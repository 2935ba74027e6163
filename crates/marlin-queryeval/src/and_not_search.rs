//! The AND-NOT operator.
//!
//! Matches documents hit by the first (positive) child and by none of
//! the remaining (negative) children. The strict variant assumes the
//! positive child is strict.

use marlin_bitvec::BitVector;
use marlin_types::{DocId, Trinary};

use crate::multi_search::{init_children, MultiKind, MultiSearch};
use crate::search_iterator::{IteratorState, SearchIterator, SearchIteratorBox};
use crate::termwise;

/// Build an AND-NOT iterator over `children[0]` minus `children[1..]`.
#[must_use]
pub fn create(children: Vec<SearchIteratorBox>, strict: bool) -> SearchIteratorBox {
    if strict {
        Box::new(AndNotSearchStrict {
            inner: AndNotSearch {
                state: IteratorState::default(),
                children,
            },
        })
    } else {
        Box::new(AndNotSearch {
            state: IteratorState::default(),
            children,
        })
    }
}

#[derive(Debug)]
pub struct AndNotSearch {
    state: IteratorState,
    children: Vec<SearchIteratorBox>,
}

impl AndNotSearch {
    fn get_hits_impl(&mut self, begin_id: DocId) -> BitVector {
        let mut result = self.children[0].get_hits(begin_id);
        result.not_self();
        termwise::or_children_into(&mut result, &mut self.children[1..], begin_id);
        result.not_self();
        result
    }
}

impl SearchIterator for AndNotSearch {
    fn state(&self) -> &IteratorState {
        &self.state
    }

    fn state_mut(&mut self) -> &mut IteratorState {
        &mut self.state
    }

    fn init_range(&mut self, begin_id: DocId, end_id: DocId) {
        self.state = IteratorState::for_range(begin_id, end_id);
        init_children(&mut self.children, begin_id, end_id);
    }

    fn do_seek(&mut self, doc_id: DocId) {
        if !self.children[0].seek(doc_id) {
            return; // no match in positive subtree
        }
        for negative in &mut self.children[1..] {
            if negative.seek(doc_id) {
                return; // match in negative subtree
            }
        }
        self.state.set_doc_id(doc_id);
    }

    fn do_unpack(&mut self, doc_id: DocId) {
        self.children[0].do_unpack(doc_id);
    }

    fn is_strict(&self) -> Trinary {
        Trinary::False
    }

    fn get_hits(&mut self, begin_id: DocId) -> BitVector {
        self.get_hits_impl(begin_id)
    }

    fn or_hits_into(&mut self, result: &mut BitVector, begin_id: DocId) {
        let hits = self.get_hits_impl(begin_id);
        result.or_with(&hits);
    }

    fn as_multi(&mut self) -> Option<&mut dyn MultiSearch> {
        Some(self)
    }

    fn name(&self) -> &'static str {
        "AndNotSearch"
    }
}

impl MultiSearch for AndNotSearch {
    fn children(&self) -> &[SearchIteratorBox] {
        &self.children
    }

    fn children_mut(&mut self) -> &mut Vec<SearchIteratorBox> {
        &mut self.children
    }

    fn multi_kind(&self) -> MultiKind {
        MultiKind::AndNot
    }

    fn need_unpack(&self, index: usize) -> bool {
        index == 0
    }
}

#[derive(Debug)]
pub struct AndNotSearchStrict {
    inner: AndNotSearch,
}

impl AndNotSearchStrict {
    /// Find the next positive hit with no negative match. `seek_only`
    /// selects the unguarded internal seek on the positive child.
    fn internal_seek(&mut self, doc_id: DocId, seek_only: bool) {
        let children = &mut self.inner.children;
        let mut hit = if seek_only {
            children[0].do_seek(doc_id);
            children[0].doc_id() == doc_id
        } else {
            children[0].seek(doc_id)
        };
        if hit {
            for negative in &mut children[1..] {
                if negative.seek(doc_id) {
                    hit = false;
                    break;
                }
            }
        }
        if hit {
            self.inner.state.set_doc_id(doc_id);
            return;
        }
        let mut next_id = children[0].doc_id();
        while !self.inner.state.is_past_end(next_id) {
            let mut found = true;
            for negative in &mut children[1..] {
                if negative.seek(next_id) {
                    found = false;
                    next_id += 1;
                    break;
                }
            }
            if found {
                break;
            }
            children[0].do_seek(next_id);
            next_id = children[0].doc_id();
        }
        self.inner.state.set_doc_id(next_id);
    }
}

impl SearchIterator for AndNotSearchStrict {
    fn state(&self) -> &IteratorState {
        &self.inner.state
    }

    fn state_mut(&mut self) -> &mut IteratorState {
        &mut self.inner.state
    }

    fn init_range(&mut self, begin_id: DocId, end_id: DocId) {
        self.inner.init_range(begin_id, end_id);
        self.internal_seek(begin_id, false);
    }

    fn do_seek(&mut self, doc_id: DocId) {
        self.internal_seek(doc_id, true);
    }

    fn do_unpack(&mut self, doc_id: DocId) {
        self.inner.do_unpack(doc_id);
    }

    fn is_strict(&self) -> Trinary {
        Trinary::True
    }

    fn get_hits(&mut self, begin_id: DocId) -> BitVector {
        self.inner.get_hits_impl(begin_id)
    }

    fn or_hits_into(&mut self, result: &mut BitVector, begin_id: DocId) {
        let hits = self.inner.get_hits_impl(begin_id);
        result.or_with(&hits);
    }

    fn and_with(
        &mut self,
        filter: SearchIteratorBox,
        estimate: u32,
    ) -> Option<SearchIteratorBox> {
        self.inner.children[0].and_with(filter, estimate)
    }

    fn as_multi(&mut self) -> Option<&mut dyn MultiSearch> {
        Some(&mut self.inner)
    }

    fn name(&self) -> &'static str {
        "AndNotSearchStrict"
    }
}

#[cfg(test)]
mod tests {
    use super::*;
    use crate::search_iterator::test_support::VecIterator;

    fn boxed(hits: &[DocId]) -> SearchIteratorBox {
        Box::new(VecIterator::new(hits.to_vec()))
    }

    fn collect(it: &mut SearchIteratorBox, begin: DocId, end: DocId) -> Vec<DocId> {
        it.init_range(begin, end);
        let mut hits = Vec::new();
        let mut doc = begin;
        while doc < end {
            if it.seek(doc) {
                hits.push(doc);
            }
            doc = (doc + 1).max(it.doc_id());
        }
        hits
    }

    #[test]
    fn strict_andnot_subtracts_negatives() {
        let mut it = create(vec![boxed(&[1, 2, 3, 4, 5]), boxed(&[2, 4])], true);
        assert_eq!(collect(&mut it, 1, 100), vec![1, 3, 5]);
    }

    #[test]
    fn strict_andnot_with_multiple_negatives() {
        let mut it = create(
            vec![boxed(&[1, 2, 3, 4, 5, 6]), boxed(&[2]), boxed(&[5, 6])],
            true,
        );
        assert_eq!(collect(&mut it, 1, 100), vec![1, 3, 4]);
    }

    #[test]
    fn non_strict_andnot_answers_membership() {
        let mut it = create(vec![boxed(&[2, 4, 6]), boxed(&[4])], false);
        it.init_range(1, 100);
        assert!(it.seek(2));
        assert!(!it.seek(4));
        assert!(it.seek(6));
    }

    #[test]
    fn get_hits_is_set_difference() {
        let mut it = create(vec![boxed(&[1, 2, 4, 7, 9]), boxed(&[4])], true);
        it.init_range(1, 20);
        let hits = it.get_hits(1);
        assert_eq!(hits.count_bits(), 4);
        assert!(!hits.test_bit(4));
        assert!(hits.test_bit(9));
    }
}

========================

## TASK INSTRUCTIONS
Line by line, retype all of the records exactly.

## COMPLETED TASK
repository 2935ba74027e6163
filename crates/marlin-queryeval/src/and_not_search.rs
//! The AND-NOT operator.
//!
//! Matches documents hit by the first (positive) child and by none of
//! the remaining (negative) children. The strict variant assumes the
//! positive child is strict.

use marlin_bitvec::BitVector;
use marlin_types::{DocId, Trinary};

use crate::multi_search::{init_children, MultiKind, MultiSearch};
use crate::search_iterator::{IteratorState, SearchIterator, SearchIteratorBox};
use crate::termwise;

/// Build an AND-NOT iterator over `children[0]` minus `children[1..]`.
#[must_use]
pub fn create(children: Vec<SearchIteratorBox>, strict: bool) -> SearchIteratorBox {
    if strict {
        Box::new(AndNotSearchStrict {
            inner: AndNotSearch {
                state: IteratorState::default(),
                children,
            },
        })
    } else {
        Box::new(AndNotSearch {
            state: IteratorState::default(),
            children,
        })
    }
}

#[derive(Debug)]
pub struct AndNotSearch {
    state: IteratorState,
    children: Vec<SearchIteratorBox>,
}

impl AndNotSearch {
    fn get_hits_impl(&mut self, begin_id: DocId) -> BitVector {
        let mut result = self.children[0].get_hits(begin_id);
        result.not_self();
        termwise::or_children_into(&mut result, &mut self.children[1..], begin_id);
        result.not_self();
        result
    }
}

impl SearchIterator for AndNotSearch {
    fn state(&self) -> &IteratorState {
        &self.state
    }

    fn state_mut(&mut self) -> &mut IteratorState {
        &mut self.state
    }

    fn init_range(&mut self, begin_id: DocId, end_id: DocId) {
        self.state = IteratorState::for_range(begin_id, end_id);
        init_children(&mut self.children, begin_id, end_id);
    }

    fn do_seek(&mut self, doc_id: DocId) {
        if !self.children[0].seek(doc_id) {
            return; // no match in positive subtree
        }
        for negative in &mut self.children[1..] {
            if negative.seek(doc_id) {
                return; // match in negative subtree
            }
        }
        self.state.set_doc_id(doc_id);
    }

    fn do_unpack(&mut self, doc_id: DocId) {
        self.children[0].do_unpack(doc_id);
    }

    fn is_strict(&self) -> Trinary {
        Trinary::False
    }

    fn get_hits(&mut self, begin_id: DocId) -> BitVector {
        self.get_hits_impl(begin_id)
    }

    fn or_hits_into(&mut self, result: &mut BitVector, begin_id: DocId) {
        let hits = self.get_hits_impl(begin_id);
        result.or_with(&hits);
    }

    fn as_multi(&mut self) -> Option<&mut dyn MultiSearch> {
        Some(self)
    }

    fn name(&self) -> &'static str {
        "AndNotSearch"
    }
}

impl MultiSearch for AndNotSearch {
    fn children(&self) -> &[SearchIteratorBox] {
        &self.children
    }

    fn children_mut(&mut self) -> &mut Vec<SearchIteratorBox> {
        &mut self.children
    }

    fn multi_kind(&self) -> MultiKind {
        MultiKind::AndNot
    }

    fn need_unpack(&self, index: usize) -> bool {
        index == 0
    }
}

#[derive(Debug)]
pub struct AndNotSearchStrict {
    inner: AndNotSearch,
}

impl AndNotSearchStrict {
    /// Find the next positive hit with no negative match. `seek_only`
    /// selects the unguarded internal seek on the positive child.
    fn internal_seek(&mut self, doc_id: DocId, seek_only: bool) {
        let children = &mut self.inner.children;
        let mut hit = if seek_only {
            children[0].do_seek(doc_id);
            children[0].doc_id() == doc_id
        } else {
            children[0].seek(doc_id)
        };
        if hit {
            for negative in &mut children[1..] {
                if negative.seek(doc_id) {
                    hit = false;
                    break;
                }
            }
        }
        if hit {
            self.inner.state.set_doc_id(doc_id);
            return;
        }
        let mut next_id = children[0].doc_id();
        while !self.inner.state.is_past_end(next_id) {
            let mut found = true;
            for negative in &mut children[1..] {
                if negative.seek(next_id) {
                    found = false;
                    next_id += 1;
                    break;
                }
            }
            if found {
                break;
            }
            children[0].do_seek(next_id);
            next_id = children[0].doc_id();
        }
        self.inner.state.set_doc_id(next_id);
    }
}

impl SearchIterator for AndNotSearchStrict {
    fn state(&self) -> &IteratorState {
        &self.inner.state
    }

    fn state_mut(&mut self) -> &mut IteratorState {
        &mut self.inner.state
    }

    fn init_range(&mut self, begin_id: DocId, end_id: DocId) {
        self.inner.init_range(begin_id, end_id);
        self.internal_seek(begin_id, false);
    }

    fn do_seek(&mut self, doc_id: DocId) {
        self.internal_seek(doc_id, true);
    }

    fn do_unpack(&mut self, doc_id: DocId) {
        self.inner.do_unpack(doc_id);
    }

    fn is_strict(&self) -> Trinary {
        Trinary::True
    }

    fn get_hits(&mut self, begin_id: DocId) -> BitVector {
        self.inner.get_hits_impl(begin_id)
    }

    fn or_hits_into(&mut self, result: &mut BitVector, begin_id: DocId) {
        let hits = self.inner.get_hits_impl(begin_id);
        result.or_with(&hits);
    }

    fn and_with(
        &mut self,
        filter: SearchIteratorBox,
        estimate: u32,
    ) -> Option<SearchIteratorBox> {
        self.inner.children[0].and_with(filter, estimate)
    }

    fn as_multi(&mut self) -> Option<&mut dyn MultiSearch> {
        Some(&mut self.inner)
    }

    fn name(&self) -> &'static str {
        "AndNotSearchStrict"
    }
}

#[cfg(test)]
mod tests {
    use super::*;
    use crate::search_iterator::test_support::VecIterator;

    fn boxed(hits: &[DocId]) -> SearchIteratorBox {
        Box::new(VecIterator::new(hits.to_vec()))
    }

    fn collect(it: &mut SearchIteratorBox, begin: DocId, end: DocId) -> Vec<DocId> {
        it.init_range(begin, end);
        let mut hits = Vec::new();
        let mut doc = begin;
        while doc < end {
            if it.seek(doc) {
                hits.push(doc);
            }
            doc = (doc + 1).max(it.doc_id());
        }
        hits
    }

    #[test]
    fn strict_andnot_subtracts_negatives() {
        let mut it = create(vec![boxed(&[1, 2, 3, 4, 5]), boxed(&[2, 4])], true);
        assert_eq!(collect(&mut it, 1, 100), vec![1, 3, 5]);
    }

    #[test]
    fn strict_andnot_with_multiple_negatives() {
        let mut it = create(
            vec![boxed(&[1, 2, 3, 4, 5, 6]), boxed(&[2]), boxed(&[5, 6])],
            true,
        );
        assert_eq!(collect(&mut it, 1, 100), vec![1, 3, 4]);
    }

    #[test]
    fn non_strict_andnot_answers_membership() {
        let mut it = create(vec![boxed(&[2, 4, 6]), boxed(&[4])], false);
        it.init_range(1, 100);
        assert!(it.seek(2));
        assert!(!it.seek(4));
        assert!(it.seek(6));
    }

    #[test]
    fn get_hits_is_set_difference() {
        let mut it = create(vec![boxed(&[1, 2, 4, 7, 9]), boxed(&[4])], true);
        it.init_range(1, 20);
        let hits = it.get_hits(1);
        assert_eq!(hits.count_bits(), 4);
        assert!(!hits.test_bit(4));
        assert!(hits.test_bit(9));
    }
}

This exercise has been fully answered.